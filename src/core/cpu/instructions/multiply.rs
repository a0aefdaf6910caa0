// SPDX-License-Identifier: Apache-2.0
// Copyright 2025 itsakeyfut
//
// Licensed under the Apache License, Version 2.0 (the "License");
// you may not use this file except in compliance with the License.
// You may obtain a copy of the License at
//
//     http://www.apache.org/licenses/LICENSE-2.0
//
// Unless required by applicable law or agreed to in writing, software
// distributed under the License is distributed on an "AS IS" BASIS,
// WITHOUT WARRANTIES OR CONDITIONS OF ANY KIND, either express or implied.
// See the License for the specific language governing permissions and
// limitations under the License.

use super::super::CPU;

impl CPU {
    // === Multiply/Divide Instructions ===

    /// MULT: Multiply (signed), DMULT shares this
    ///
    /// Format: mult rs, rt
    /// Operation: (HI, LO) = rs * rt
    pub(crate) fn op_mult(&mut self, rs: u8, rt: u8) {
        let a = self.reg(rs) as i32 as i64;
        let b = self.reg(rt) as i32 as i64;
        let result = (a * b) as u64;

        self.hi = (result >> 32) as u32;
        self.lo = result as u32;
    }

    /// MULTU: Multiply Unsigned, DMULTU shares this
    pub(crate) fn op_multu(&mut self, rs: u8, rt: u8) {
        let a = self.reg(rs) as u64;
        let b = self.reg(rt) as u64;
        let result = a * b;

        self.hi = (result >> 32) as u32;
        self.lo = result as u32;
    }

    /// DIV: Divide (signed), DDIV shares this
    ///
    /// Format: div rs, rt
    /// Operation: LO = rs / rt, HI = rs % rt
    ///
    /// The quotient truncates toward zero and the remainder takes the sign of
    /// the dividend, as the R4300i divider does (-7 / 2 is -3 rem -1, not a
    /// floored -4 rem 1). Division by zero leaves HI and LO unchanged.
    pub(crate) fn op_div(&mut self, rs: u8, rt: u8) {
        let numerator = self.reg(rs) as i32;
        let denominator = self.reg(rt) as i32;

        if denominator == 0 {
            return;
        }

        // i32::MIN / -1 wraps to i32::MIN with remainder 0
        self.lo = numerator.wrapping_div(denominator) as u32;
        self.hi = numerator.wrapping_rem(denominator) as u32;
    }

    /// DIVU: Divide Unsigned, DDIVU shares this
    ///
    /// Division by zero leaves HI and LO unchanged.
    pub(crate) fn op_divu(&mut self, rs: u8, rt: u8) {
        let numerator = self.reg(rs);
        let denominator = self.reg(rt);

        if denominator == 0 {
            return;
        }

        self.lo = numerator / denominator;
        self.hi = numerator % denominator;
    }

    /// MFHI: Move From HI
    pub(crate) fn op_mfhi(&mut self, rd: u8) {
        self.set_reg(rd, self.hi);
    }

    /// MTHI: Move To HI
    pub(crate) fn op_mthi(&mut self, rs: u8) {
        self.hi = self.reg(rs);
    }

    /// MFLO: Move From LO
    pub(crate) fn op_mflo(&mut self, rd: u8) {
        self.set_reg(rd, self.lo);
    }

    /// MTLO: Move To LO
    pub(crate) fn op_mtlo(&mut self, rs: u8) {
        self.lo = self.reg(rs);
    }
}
...
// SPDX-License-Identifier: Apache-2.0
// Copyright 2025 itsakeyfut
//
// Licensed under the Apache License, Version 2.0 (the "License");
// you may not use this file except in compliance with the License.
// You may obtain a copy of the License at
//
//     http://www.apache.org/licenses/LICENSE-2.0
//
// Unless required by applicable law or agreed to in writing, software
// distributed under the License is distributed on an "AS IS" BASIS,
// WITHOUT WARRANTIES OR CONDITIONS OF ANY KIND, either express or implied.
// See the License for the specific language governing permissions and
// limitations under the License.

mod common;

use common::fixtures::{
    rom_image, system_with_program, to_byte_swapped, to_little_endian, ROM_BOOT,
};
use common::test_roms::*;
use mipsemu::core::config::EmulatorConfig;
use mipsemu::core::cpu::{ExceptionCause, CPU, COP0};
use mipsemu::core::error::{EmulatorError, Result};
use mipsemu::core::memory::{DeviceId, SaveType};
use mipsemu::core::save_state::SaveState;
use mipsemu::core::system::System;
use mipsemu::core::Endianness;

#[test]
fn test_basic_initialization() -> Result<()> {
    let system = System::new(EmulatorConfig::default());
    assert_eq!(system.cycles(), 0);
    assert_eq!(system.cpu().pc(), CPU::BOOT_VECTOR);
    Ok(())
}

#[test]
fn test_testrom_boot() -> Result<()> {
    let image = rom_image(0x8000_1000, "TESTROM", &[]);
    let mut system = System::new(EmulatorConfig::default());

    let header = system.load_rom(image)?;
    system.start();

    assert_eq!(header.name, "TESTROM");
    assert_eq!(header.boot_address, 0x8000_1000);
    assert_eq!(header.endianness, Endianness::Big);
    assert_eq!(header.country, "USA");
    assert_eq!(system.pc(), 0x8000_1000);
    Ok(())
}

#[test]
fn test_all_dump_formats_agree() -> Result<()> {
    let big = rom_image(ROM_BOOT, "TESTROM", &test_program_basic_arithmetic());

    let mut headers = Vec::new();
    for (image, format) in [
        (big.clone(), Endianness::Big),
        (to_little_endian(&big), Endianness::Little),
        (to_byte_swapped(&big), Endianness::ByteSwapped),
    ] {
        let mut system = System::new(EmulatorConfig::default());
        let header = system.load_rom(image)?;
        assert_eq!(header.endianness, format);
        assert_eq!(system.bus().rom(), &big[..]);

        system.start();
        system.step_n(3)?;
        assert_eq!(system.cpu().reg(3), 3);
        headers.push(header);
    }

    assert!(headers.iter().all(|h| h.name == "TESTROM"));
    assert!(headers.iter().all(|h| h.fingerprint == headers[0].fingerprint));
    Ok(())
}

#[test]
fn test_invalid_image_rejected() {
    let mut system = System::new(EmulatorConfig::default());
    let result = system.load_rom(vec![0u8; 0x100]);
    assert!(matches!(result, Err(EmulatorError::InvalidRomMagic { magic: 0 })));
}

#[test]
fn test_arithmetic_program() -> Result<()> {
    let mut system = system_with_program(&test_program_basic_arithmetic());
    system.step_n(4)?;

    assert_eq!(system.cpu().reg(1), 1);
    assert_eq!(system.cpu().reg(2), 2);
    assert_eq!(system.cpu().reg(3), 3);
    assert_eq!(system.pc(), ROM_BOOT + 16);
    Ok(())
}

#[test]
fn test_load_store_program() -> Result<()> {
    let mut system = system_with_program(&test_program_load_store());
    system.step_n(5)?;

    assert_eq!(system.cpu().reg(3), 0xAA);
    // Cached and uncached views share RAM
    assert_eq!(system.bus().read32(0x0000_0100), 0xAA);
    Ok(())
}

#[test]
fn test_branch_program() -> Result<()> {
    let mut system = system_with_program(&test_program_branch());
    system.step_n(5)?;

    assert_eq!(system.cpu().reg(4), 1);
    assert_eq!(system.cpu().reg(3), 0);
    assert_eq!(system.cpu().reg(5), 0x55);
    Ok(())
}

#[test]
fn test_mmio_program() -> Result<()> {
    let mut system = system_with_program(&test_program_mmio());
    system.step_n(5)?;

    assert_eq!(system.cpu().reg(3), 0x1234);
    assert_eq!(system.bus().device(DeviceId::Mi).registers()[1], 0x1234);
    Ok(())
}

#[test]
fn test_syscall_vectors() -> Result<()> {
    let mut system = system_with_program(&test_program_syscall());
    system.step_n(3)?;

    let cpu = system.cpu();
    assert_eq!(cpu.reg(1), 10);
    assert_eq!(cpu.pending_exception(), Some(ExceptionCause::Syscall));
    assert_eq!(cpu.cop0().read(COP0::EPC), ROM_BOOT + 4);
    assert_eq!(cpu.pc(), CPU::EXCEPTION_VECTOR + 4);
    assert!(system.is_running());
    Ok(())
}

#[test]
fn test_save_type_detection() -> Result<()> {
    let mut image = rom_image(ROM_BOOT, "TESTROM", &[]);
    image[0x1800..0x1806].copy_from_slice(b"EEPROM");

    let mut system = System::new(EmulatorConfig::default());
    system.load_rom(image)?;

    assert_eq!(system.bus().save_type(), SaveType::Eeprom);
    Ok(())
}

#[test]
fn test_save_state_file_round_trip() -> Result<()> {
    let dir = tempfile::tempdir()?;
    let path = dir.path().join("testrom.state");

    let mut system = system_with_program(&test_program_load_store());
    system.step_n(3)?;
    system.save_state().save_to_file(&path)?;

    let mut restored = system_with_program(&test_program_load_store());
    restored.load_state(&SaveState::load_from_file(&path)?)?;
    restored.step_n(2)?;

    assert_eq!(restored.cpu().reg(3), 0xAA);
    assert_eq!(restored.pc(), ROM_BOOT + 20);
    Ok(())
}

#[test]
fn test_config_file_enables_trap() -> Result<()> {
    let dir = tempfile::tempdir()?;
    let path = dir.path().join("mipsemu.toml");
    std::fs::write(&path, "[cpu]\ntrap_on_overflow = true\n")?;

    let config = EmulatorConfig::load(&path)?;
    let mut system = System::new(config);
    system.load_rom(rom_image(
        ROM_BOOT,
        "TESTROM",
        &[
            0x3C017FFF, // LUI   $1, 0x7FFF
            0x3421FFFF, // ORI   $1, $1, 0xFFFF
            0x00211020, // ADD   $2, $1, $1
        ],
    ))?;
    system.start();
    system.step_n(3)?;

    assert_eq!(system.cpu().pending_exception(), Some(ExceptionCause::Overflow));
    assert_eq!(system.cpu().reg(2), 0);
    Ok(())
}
==
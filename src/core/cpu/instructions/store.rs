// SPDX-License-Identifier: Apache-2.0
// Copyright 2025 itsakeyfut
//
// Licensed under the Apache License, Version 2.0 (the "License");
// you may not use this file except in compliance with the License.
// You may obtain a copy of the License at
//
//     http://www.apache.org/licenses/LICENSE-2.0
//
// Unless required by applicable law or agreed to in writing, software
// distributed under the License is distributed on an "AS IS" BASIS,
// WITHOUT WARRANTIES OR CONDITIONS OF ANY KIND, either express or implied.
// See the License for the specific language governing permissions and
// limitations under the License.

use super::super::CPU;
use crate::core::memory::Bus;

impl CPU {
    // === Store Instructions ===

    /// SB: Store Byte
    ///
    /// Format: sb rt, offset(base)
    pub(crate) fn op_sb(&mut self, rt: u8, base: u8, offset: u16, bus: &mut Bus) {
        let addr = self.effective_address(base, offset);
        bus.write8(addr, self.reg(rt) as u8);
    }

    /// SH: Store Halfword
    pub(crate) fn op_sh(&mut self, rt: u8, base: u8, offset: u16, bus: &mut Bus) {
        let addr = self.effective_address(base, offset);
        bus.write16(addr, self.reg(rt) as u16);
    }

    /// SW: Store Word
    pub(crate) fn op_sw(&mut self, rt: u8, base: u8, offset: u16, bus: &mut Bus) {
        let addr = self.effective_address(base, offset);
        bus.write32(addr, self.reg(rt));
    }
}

> **PROBLEM DESCRIPTION**: Set down, from the entries above, exactly the lines from the one with "let a = self.reg(rs) as u64;" up to and including the one with "the sign of", and no other lines.

> **ANSWER FOR THIS EXERCISE**:
        let a = self.reg(rs) as u64;
        let b = self.reg(rt) as u64;
        let result = a * b;

        self.hi = (result >> 32) as u32;
        self.lo = result as u32;
    }

    /// DIV: Divide (signed), DDIV shares this
    ///
    /// Format: div rs, rt
    /// Operation: LO = rs / rt, HI = rs % rt
    ///
    /// The quotient truncates toward zero and the remainder takes the sign of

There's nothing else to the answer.